• Exercise description:
Go through the data line by line. Copy each one holding the string "bool".

══ Stored data

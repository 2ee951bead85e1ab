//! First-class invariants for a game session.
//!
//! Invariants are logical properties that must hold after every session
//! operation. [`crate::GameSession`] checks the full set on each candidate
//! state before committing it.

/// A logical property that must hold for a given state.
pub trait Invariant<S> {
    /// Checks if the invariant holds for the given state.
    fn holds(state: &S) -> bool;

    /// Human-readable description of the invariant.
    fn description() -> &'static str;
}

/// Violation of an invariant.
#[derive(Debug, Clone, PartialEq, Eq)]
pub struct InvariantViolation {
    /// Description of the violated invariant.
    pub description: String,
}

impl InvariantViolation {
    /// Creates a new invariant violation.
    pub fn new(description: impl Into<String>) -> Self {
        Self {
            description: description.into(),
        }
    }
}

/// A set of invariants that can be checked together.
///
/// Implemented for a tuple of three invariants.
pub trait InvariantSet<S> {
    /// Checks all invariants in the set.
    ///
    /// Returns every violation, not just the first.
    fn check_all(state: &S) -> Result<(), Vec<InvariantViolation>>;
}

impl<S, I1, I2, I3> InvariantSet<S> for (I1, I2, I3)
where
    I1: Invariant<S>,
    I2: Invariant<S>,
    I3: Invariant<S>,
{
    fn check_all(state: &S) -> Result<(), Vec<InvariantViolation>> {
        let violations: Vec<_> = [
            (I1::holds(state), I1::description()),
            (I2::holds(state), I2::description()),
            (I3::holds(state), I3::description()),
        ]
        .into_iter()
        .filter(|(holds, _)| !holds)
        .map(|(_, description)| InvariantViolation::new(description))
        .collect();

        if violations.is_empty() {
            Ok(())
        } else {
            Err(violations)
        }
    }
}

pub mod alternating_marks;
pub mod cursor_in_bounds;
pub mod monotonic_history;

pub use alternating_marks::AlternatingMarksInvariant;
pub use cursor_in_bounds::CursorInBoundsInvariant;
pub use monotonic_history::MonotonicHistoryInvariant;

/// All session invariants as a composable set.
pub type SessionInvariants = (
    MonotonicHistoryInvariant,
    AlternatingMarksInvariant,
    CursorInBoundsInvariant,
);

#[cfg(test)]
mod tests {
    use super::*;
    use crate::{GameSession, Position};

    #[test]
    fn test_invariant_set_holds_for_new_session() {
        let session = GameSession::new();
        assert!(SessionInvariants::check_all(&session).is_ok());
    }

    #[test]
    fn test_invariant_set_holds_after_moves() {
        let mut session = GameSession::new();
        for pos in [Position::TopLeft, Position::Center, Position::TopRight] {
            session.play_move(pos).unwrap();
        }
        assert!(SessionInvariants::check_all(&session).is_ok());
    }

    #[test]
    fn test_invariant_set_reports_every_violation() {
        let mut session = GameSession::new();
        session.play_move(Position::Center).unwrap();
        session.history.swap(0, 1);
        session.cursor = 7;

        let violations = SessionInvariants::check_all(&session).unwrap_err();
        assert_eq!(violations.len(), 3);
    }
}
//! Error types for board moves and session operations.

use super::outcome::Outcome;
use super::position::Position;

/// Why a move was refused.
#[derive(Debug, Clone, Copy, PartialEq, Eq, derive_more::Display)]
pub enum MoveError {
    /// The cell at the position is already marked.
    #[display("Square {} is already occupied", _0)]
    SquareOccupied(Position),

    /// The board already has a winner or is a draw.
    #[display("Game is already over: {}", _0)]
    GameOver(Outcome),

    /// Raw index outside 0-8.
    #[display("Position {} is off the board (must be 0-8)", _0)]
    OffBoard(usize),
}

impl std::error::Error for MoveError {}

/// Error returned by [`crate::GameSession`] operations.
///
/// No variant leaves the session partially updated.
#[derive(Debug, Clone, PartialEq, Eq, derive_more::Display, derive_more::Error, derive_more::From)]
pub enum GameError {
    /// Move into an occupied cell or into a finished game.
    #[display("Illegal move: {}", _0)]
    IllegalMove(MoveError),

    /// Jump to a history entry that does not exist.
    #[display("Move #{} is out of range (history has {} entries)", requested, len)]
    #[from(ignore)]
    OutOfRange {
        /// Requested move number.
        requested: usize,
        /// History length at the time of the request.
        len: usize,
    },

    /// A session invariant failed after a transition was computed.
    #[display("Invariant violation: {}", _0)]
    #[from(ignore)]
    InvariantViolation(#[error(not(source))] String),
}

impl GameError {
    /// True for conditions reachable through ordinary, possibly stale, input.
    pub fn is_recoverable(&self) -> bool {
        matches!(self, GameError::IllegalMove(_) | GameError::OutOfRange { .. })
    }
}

════
══ Stored data

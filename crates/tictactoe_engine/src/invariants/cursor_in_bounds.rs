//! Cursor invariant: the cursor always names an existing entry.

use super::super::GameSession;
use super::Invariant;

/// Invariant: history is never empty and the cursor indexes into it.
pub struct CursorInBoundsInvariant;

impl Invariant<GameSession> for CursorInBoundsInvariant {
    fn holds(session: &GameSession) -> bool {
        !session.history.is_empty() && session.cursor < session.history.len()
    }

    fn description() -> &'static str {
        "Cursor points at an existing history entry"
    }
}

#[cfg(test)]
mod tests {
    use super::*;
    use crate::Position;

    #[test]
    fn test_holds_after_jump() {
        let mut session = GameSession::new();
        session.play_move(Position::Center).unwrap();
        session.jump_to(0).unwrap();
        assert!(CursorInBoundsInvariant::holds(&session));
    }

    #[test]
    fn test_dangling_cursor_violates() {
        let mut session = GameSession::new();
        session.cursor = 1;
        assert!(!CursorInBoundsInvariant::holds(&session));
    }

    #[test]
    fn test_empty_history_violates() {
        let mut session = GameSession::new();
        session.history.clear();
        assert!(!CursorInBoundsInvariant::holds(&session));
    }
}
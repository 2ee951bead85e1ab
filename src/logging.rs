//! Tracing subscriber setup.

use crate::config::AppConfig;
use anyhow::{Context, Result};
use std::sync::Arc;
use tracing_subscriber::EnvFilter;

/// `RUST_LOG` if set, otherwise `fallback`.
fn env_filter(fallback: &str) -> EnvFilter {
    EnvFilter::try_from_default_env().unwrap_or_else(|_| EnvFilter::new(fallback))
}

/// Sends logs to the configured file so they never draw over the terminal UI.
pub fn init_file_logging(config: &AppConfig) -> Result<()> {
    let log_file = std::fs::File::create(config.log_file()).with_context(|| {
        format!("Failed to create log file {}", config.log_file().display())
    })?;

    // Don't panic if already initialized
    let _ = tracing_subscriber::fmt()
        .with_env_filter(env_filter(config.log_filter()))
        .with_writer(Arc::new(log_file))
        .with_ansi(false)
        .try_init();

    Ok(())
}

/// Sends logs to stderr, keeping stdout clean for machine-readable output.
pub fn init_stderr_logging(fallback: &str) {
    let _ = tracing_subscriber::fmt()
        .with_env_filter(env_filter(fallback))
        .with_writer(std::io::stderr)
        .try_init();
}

════

• Exercise output:
    fn holds(state: &S) -> bool;
    pub fn is_recoverable(&self) -> bool {
    fn holds(session: &GameSession) -> bool {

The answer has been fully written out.